Dez blocos de dez cores diferentes. Um banco. Um tempo infinito, mãos de artista, uma religião inspirada, e um ideário político. Observação, análise, tempo. Quietude.
No autismo dos blocos de cores, entre todas as construções que se podem fazer, passavam horas, por tempo infinito, em que as peças rodavam, os dedos mexiam, a cabeça pensava, e destruía e reconstruía. O coração sedentário, angustiado, buscando direcções. Respostas. Caminhos. Os outros, mesmo que mudos, davam respostas, faziam perguntas, eram morte e vida. E o cérebro criava diálogos, filosofias, contava favas e ervilhas, e construía castelos. Os dedos, os mesmos da construção, logo se empunhavam e cerravam um golpe: destruir. Era o comando da criação. Nunca um Homem se sentiu tão Deus num cenário teatral tão simples.
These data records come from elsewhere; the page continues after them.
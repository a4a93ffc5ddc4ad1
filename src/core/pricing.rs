//! Pricing policy shared by the cart summary and checkout
//!
//! One policy instance is built from configuration and handed to both the
//! cart service and the checkout engine, so the summary a shopper sees and
//! the totals stored on the order always agree.

use rust_decimal::{Decimal, RoundingStrategy};
use rust_decimal_macros::dec;
use serde::{Deserialize, Serialize};

use crate::core::error::ConfigError;

/// Round a monetary amount to cents, midpoint away from zero
pub fn round_money(amount: Decimal) -> Decimal {
    amount.round_dp_with_strategy(2, RoundingStrategy::MidpointAwayFromZero)
}

/// Shipping and tax rules
#[derive(Debug, Clone, PartialEq, Serialize, Deserialize)]
#[serde(default)]
pub struct PricingPolicy {
    /// Subtotals at or above this amount ship for free
    pub free_shipping_threshold: Decimal,
    /// Shipping fee charged below the threshold
    pub flat_shipping_fee: Decimal,
    /// Tax rate applied to the subtotal (0.18 = 18%)
    pub tax_rate: Decimal,
}

impl Default for PricingPolicy {
    fn default() -> Self {
        Self {
            free_shipping_threshold: dec!(150),
            flat_shipping_fee: dec!(15),
            tax_rate: dec!(0.18),
        }
    }
}

/// Computed totals for a set of lines
#[derive(Debug, Clone, Copy, PartialEq, Eq, Serialize, Deserialize)]
#[serde(rename_all = "camelCase")]
pub struct PriceBreakdown {
    pub subtotal: Decimal,
    pub shipping_cost: Decimal,
    pub tax_amount: Decimal,
    pub grand_total: Decimal,
}

impl PricingPolicy {
    pub fn shipping_cost(&self, subtotal: Decimal) -> Decimal {
        if subtotal >= self.free_shipping_threshold {
            Decimal::ZERO
        } else {
            self.flat_shipping_fee
        }
    }

    pub fn tax(&self, subtotal: Decimal) -> Decimal {
        round_money(subtotal * self.tax_rate)
    }

    /// Price a subtotal; `grand_total` is always the sum of the three parts
    pub fn quote(&self, subtotal: Decimal) -> PriceBreakdown {
        let subtotal = round_money(subtotal);
        let shipping_cost = self.shipping_cost(subtotal);
        let tax_amount = self.tax(subtotal);
        PriceBreakdown {
            subtotal,
            shipping_cost,
            tax_amount,
            grand_total: subtotal + shipping_cost + tax_amount,
        }
    }

    /// Price `(unit_price, quantity)` pairs
    pub fn quote_lines<I>(&self, lines: I) -> PriceBreakdown
    where
        I: IntoIterator<Item = (Decimal, i32)>,
    {
        let subtotal = lines
            .into_iter()
            .map(|(unit_price, quantity)| unit_price * Decimal::from(quantity))
            .sum();
        self.quote(subtotal)
    }

    pub fn validate(&self) -> Result<(), ConfigError> {
        let checks = [
            ("pricing.free_shipping_threshold", self.free_shipping_threshold),
            ("pricing.flat_shipping_fee", self.flat_shipping_fee),
            ("pricing.tax_rate", self.tax_rate),
        ];
        for (field, value) in checks {
            if value.is_sign_negative() && !value.is_zero() {
                return Err(ConfigError::InvalidValue {
                    field: field.to_string(),
                    value: value.to_string(),
                    message: "must not be negative".to_string(),
                });
            }
        }
        if self.tax_rate >= Decimal::ONE {
            return Err(ConfigError::InvalidValue {
                field: "pricing.tax_rate".to_string(),
                value: self.tax_rate.to_string(),
                message: "must be a fraction below 1".to_string(),
            });
        }
        Ok(())
    }
}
Balizas, limites, uma mesa. Quatro linhas rectangulares artificialmente postas e desenhadas. Um mestre exterior ao mundo, a desenhar tudo. A saber sobre tudo. A crer sobre Deus ao querer ser Deus. Uma filosofia analítica sobre respostas, sobre caminhos, sobre perguntas, sobre angústias, sobre Desejos. Uma exaustão podre de cansaço, de infinito desespero por encontrar respostas, justificações, e ver em todas as novas pirâmides um altar para destruir Pandora. O conhecimento, o absoluto, a sede de saber tudo. De conhecer tudo. De decompor tudo. E os cubos, agora quadrados, outrora triângulos, jamais círculos, criam sentidos. Dão finalidades. Exalam projectos. Criam-se artifícios. E o sentir, no meio da análise, é o mais importante. É o que realmente importa. É o impacto das cores, dos sentimentos, das reportagens televisivas sobre o nosso auto-conhecimento. Que forma o fará descolar do banco, fechar o autismo numa mala, relaxar os olhos, e dormir um sono? Que círculo, que triângulo, que forma? Que filosofia, que nome, que conceito? Que amor?
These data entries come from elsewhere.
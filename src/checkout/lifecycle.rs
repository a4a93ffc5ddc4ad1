//! Order lifecycle after checkout: cancellation, status changes, payment

use chrono::Utc;
use std::sync::Arc;
use uuid::Uuid;

use crate::core::auth::{AuthContext, AuthPolicy};
use crate::core::entity::{Order, OrderStatus};
use crate::core::error::ShopError;
use crate::core::service::{OrderStore, ShopStore};

/// Operations on placed orders
///
/// Orders are only ever visible to their owner; someone else's order id
/// behaves exactly like an unknown one.
pub struct OrderService {
    store: Arc<dyn ShopStore>,
}

impl OrderService {
    pub fn new(store: Arc<dyn ShopStore>) -> Self {
        Self { store }
    }

    /// Cancel one of the caller's orders and put its stock back
    pub async fn cancel(&self, user_id: Uuid, order_id: Uuid) -> Result<Order, ShopError> {
        let order = self.store.cancel_order(&user_id, &order_id).await?;
        tracing::info!(
            user_id = %user_id,
            order_id = %order.id,
            order_number = %order.order_number,
            restored_items = order.total_items(),
            "order cancelled"
        );
        Ok(order)
    }

    /// Administrative move along the lifecycle
    ///
    /// Cancellation is not available here since it must restore stock; use
    /// [`cancel`](Self::cancel).
    pub async fn update_status(
        &self,
        actor: &AuthContext,
        order_id: Uuid,
        next: OrderStatus,
    ) -> Result<Order, ShopError> {
        AuthPolicy::AdminOnly.enforce(actor)?;

        if next == OrderStatus::Cancelled {
            return Err(ShopError::invalid(
                "status",
                "orders are cancelled through the cancel operation",
            ));
        }

        let order = self.store.update_order_status(&order_id, next).await?;
        tracing::info!(
            order_id = %order.id,
            order_number = %order.order_number,
            status = %order.status,
            "order status updated"
        );
        Ok(order)
    }

    /// Mark one of the caller's orders as paid
    pub async fn record_payment(&self, user_id: Uuid, order_id: Uuid) -> Result<Order, ShopError> {
        let order = self
            .store
            .mark_order_paid(&user_id, &order_id, Utc::now())
            .await?;
        tracing::info!(order_id = %order.id, paid_at = ?order.paid_at, "payment recorded");
        Ok(order)
    }

    pub async fn list_orders(&self, user_id: Uuid) -> Result<Vec<Order>, ShopError> {
        self.store.list_orders(&user_id).await
    }

    pub async fn get_order(&self, user_id: Uuid, order_id: Uuid) -> Result<Order, ShopError> {
        self.store
            .get_order(&order_id)
            .await?
            .filter(|order| order.user_id == user_id)
            .ok_or(ShopError::NotFound {
                resource: "Order",
                id: order_id,
            })
    }
}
Cansado, a dormir, ainda fabricava. Agora a sonhar. A criar por campos onde a metafísica entra e Deus continua a orientar a mente para tentar ser como Ele. O médio, o normal, o holocausto da existência, a escravatura do ser-se simplesmente. O esclavagismo do consumo, do desejo, da destruição dos ideais milenares que nos orientam.
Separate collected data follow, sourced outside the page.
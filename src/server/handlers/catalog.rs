//! Product listing

use axum::Json;
use axum::extract::{Path, State};
use uuid::Uuid;

use crate::core::entity::Product;
use crate::core::error::ShopError;
use crate::core::service::CatalogStore;
use crate::server::host::ServerHost;

pub async fn list_products(
    State(host): State<ServerHost>,
) -> Result<Json<Vec<Product>>, ShopError> {
    Ok(Json(host.store.list_products().await?))
}

/// Inactive products are hidden like missing ones
pub async fn get_product(
    State(host): State<ServerHost>,
    Path(id): Path<Uuid>,
) -> Result<Json<Product>, ShopError> {
    let product = host.store.get_product(&id).await?;
    if !product.is_active {
        return Err(ShopError::NotFound {
            resource: "Product",
            id,
        });
    }
    Ok(Json(product))
}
Um texto meio confuso. Uma mesa meio difusa. Um plano trocado, e um quadro no alçapão. Uma cabeça meio desarrumada. E um mundo, como só ele sabe ser e é, porque os sentidos, esse cúmulo de verdades nossas, acabam por destruir tudo. E fabricar tudo. O meu mundo, o teu mundo. A minha perspectiva. A tua perspectiva. As cores, os cubos, os desenhos, as linhas. Duas, três, quatro mesas encostadas. E uma manufatura de autismos, de "nossos mundos". E a humanidade, nesta forma mecânica hodierna de sentir, está onde? Em nós? O que é real, afinal? 

Tenho muito sono e estou cansado de pensar sobre o Mundo. Conclusões que não surgem, ou que mesmo clarificadas ficam cada vez mais densas. É como uma cortina de nevoeiro numa manhã de Primavera: uma Esperança cheia de medo de se mexer do sítio.